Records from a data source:
****************************************

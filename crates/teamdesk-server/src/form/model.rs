//! Typed view of a submitted onboarding form.

use serde::{Deserialize, Serialize};
use serde_json::Value;

use super::lenient;

/// Declares a flat form section whose fields are all free text.
///
/// Field order is the spreadsheet column order for the section.
macro_rules! form_section {
    ($(#[$meta:meta])* $name:ident { $($field:ident),+ $(,)? }) => {
        $(#[$meta])*
        #[derive(Debug, Clone, Default, PartialEq, Eq, Serialize, Deserialize)]
        #[serde(rename_all = "camelCase")]
        pub struct $name {
            $(
                #[serde(default, deserialize_with = "lenient::text")]
                pub $field: String,
            )+
        }

        impl $name {
            /// Number of spreadsheet columns this section occupies.
            pub const FIELD_COUNT: usize = [$(stringify!($field)),+].len();

            /// Field values in column order.
            pub fn cells(&self) -> Vec<&str> {
                vec![$(self.$field.as_str()),+]
            }

            /// Rebuild the section from cells in column order. Missing cells are blank.
            pub fn from_cells(cells: &[String]) -> Self {
                let mut cells = cells.iter();
                Self {
                    $($field: cells.next().cloned().unwrap_or_default(),)+
                }
            }

            /// True when every field is empty.
            pub fn is_blank(&self) -> bool {
                true $(&& self.$field.is_empty())+
            }
        }
    };
}

form_section! {
    /// Personal details.
    Personal {
        salutation,
        first_name,
        last_name,
        full_name,
        father_name,
        date_of_joining,
        contact_number,
        email_address,
        gender,
        marital_status,
        date_of_birth,
        blood_group,
    }
}

form_section! {
    /// Placement within the company.
    Company {
        branch,
        department,
        designation,
        report_to,
    }
}

form_section! {
    /// Contact addresses.
    Address {
        personal_email,
        company_email,
        current_address,
        permanent_address,
        country,
        state,
        district,
        city,
        pincode,
    }
}

form_section! {
    /// Government identifiers.
    Identification {
        aadhar_number,
        pan_number,
        passport_number,
    }
}

form_section! {
    /// One education entry.
    Education {
        level,
        qualification,
        year_of_passing,
        institute_name,
        board_university,
        percentage,
        specialization,
    }
}

form_section! {
    /// One previous employment.
    Experience {
        company,
        designation,
        from_date,
        to_date,
        experience_address,
        company_contact,
        ctc,
        reason_for_leaving,
    }
}

form_section! {
    /// Declarations and e-signature.
    Other {
        previous_interview,
        previous_interview_details,
        criminal_case,
        criminal_case_details,
        disability,
        disability_details,
        esignature,
        signature_date,
        signature_place,
    }
}

/// A complete onboarding submission.
#[derive(Debug, Clone, Default, PartialEq, Eq, Serialize, Deserialize)]
#[serde(default)]
pub struct FormData {
    #[serde(deserialize_with = "lenient::section")]
    pub personal: Personal,

    #[serde(deserialize_with = "lenient::section")]
    pub company: Company,

    #[serde(deserialize_with = "lenient::section")]
    pub address: Address,

    #[serde(deserialize_with = "lenient::section")]
    pub identification: Identification,

    /// Education slots; `None` marks a slot that flattens to blanks.
    #[serde(deserialize_with = "lenient::slots")]
    pub education: Vec<Option<Education>>,

    /// Experience slots; `None` marks a slot that flattens to blanks.
    #[serde(deserialize_with = "lenient::slots")]
    pub experience: Vec<Option<Experience>>,

    #[serde(deserialize_with = "lenient::section")]
    pub other: Other,
}

impl FormData {
    /// Decode a submitted document. Never fails; see module docs.
    pub fn from_value(value: &Value) -> Self {
        if value.is_object() {
            serde_json::from_value(value.clone()).unwrap_or_default()
        } else {
            Self::default()
        }
    }

    /// Name shown in the review list.
    pub fn display_name(&self) -> String {
        if !self.personal.full_name.is_empty() {
            return self.personal.full_name.clone();
        }
        format!("{} {}", self.personal.first_name, self.personal.last_name)
            .trim()
            .to_string()
    }

    /// Email shown in the review list.
    pub fn contact_email(&self) -> &str {
        if !self.personal.email_address.is_empty() {
            &self.personal.email_address
        } else {
            &self.address.personal_email
        }
    }

    /// Rows this submission occupies in a flattened sheet.
    pub fn row_span(&self) -> usize {
        self.education.len().max(self.experience.len()).max(1)
    }
}

#[cfg(test)]
mod tests {
    use super::*;
    use serde_json::json;

    #[test]
    fn test_field_counts() {
        assert_eq!(Personal::FIELD_COUNT, 12);
        assert_eq!(Company::FIELD_COUNT, 4);
        assert_eq!(Address::FIELD_COUNT, 9);
        assert_eq!(Identification::FIELD_COUNT, 3);
        assert_eq!(Other::FIELD_COUNT, 9);
        assert_eq!(Education::FIELD_COUNT, 7);
        assert_eq!(Experience::FIELD_COUNT, 8);
    }

    #[test]
    fn test_decode_camel_case() {
        let form = FormData::from_value(&json!({
            "personal": { "firstName": "Asha", "contactNumber": 9876543210u64 },
            "education": [{ "level": "UG", "yearOfPassing": "2019-05" }],
            "experience": [{ "company": "Acme", "reasonForLeaving": "Relocation" }],
            "other": { "esignature": "Asha K" }
        }));

        assert_eq!(form.personal.first_name, "Asha");
        assert_eq!(form.personal.contact_number, "9876543210");
        let edu = form.education[0].as_ref().unwrap();
        assert_eq!(edu.year_of_passing, "2019-05");
        let exp = form.experience[0].as_ref().unwrap();
        assert_eq!(exp.reason_for_leaving, "Relocation");
        assert_eq!(form.other.esignature, "Asha K");
    }

    #[test]
    fn test_decode_mistyped_sections() {
        let form = FormData::from_value(&json!({
            "personal": "oops",
            "company": null,
            "education": "none",
            "experience": [null, { "company": "Acme" }, "text"],
        }));

        assert!(form.personal.is_blank());
        assert!(form.company.is_blank());
        assert!(form.education.is_empty());
        assert_eq!(form.experience.len(), 3);
        assert!(form.experience[0].is_none());
        assert_eq!(form.experience[1].as_ref().unwrap().company, "Acme");
        assert!(form.experience[2].as_ref().unwrap().is_blank());
    }

    #[test]
    fn test_decode_non_object() {
        assert_eq!(FormData::from_value(&json!([1, 2])), FormData::default());
        assert_eq!(FormData::from_value(&json!(null)), FormData::default());
    }

    #[test]
    fn test_display_name() {
        let mut form = FormData::default();
        form.personal.first_name = "Asha".into();
        assert_eq!(form.display_name(), "Asha");

        form.personal.last_name = "Kumar".into();
        assert_eq!(form.display_name(), "Asha Kumar");

        form.personal.full_name = "Asha R. Kumar".into();
        assert_eq!(form.display_name(), "Asha R. Kumar");
    }

    #[test]
    fn test_contact_email_fallback() {
        let mut form = FormData::default();
        form.address.personal_email = "asha@home.example".into();
        assert_eq!(form.contact_email(), "asha@home.example");

        form.personal.email_address = "asha@work.example".into();
        assert_eq!(form.contact_email(), "asha@work.example");
    }

    #[test]
    fn test_cells_round_trip_order() {
        let edu = Education {
            level: "PG".into(),
            specialization: "Finance".into(),
            ..Default::default()
        };
        let cells: Vec<String> = edu.cells().into_iter().map(String::from).collect();
        assert_eq!(cells[0], "PG");
        assert_eq!(cells[6], "Finance");
        assert_eq!(Education::from_cells(&cells), edu);
    }

    #[test]
    fn test_row_span() {
        let mut form = FormData::default();
        assert_eq!(form.row_span(), 1);
        form.education = vec![None, None, None];
        form.experience = vec![None];
        assert_eq!(form.row_span(), 3);
    }
}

****************************************

**Assignment**
The answer is a count and nothing more: lines above that contain "occupies".

**Expected answer**
2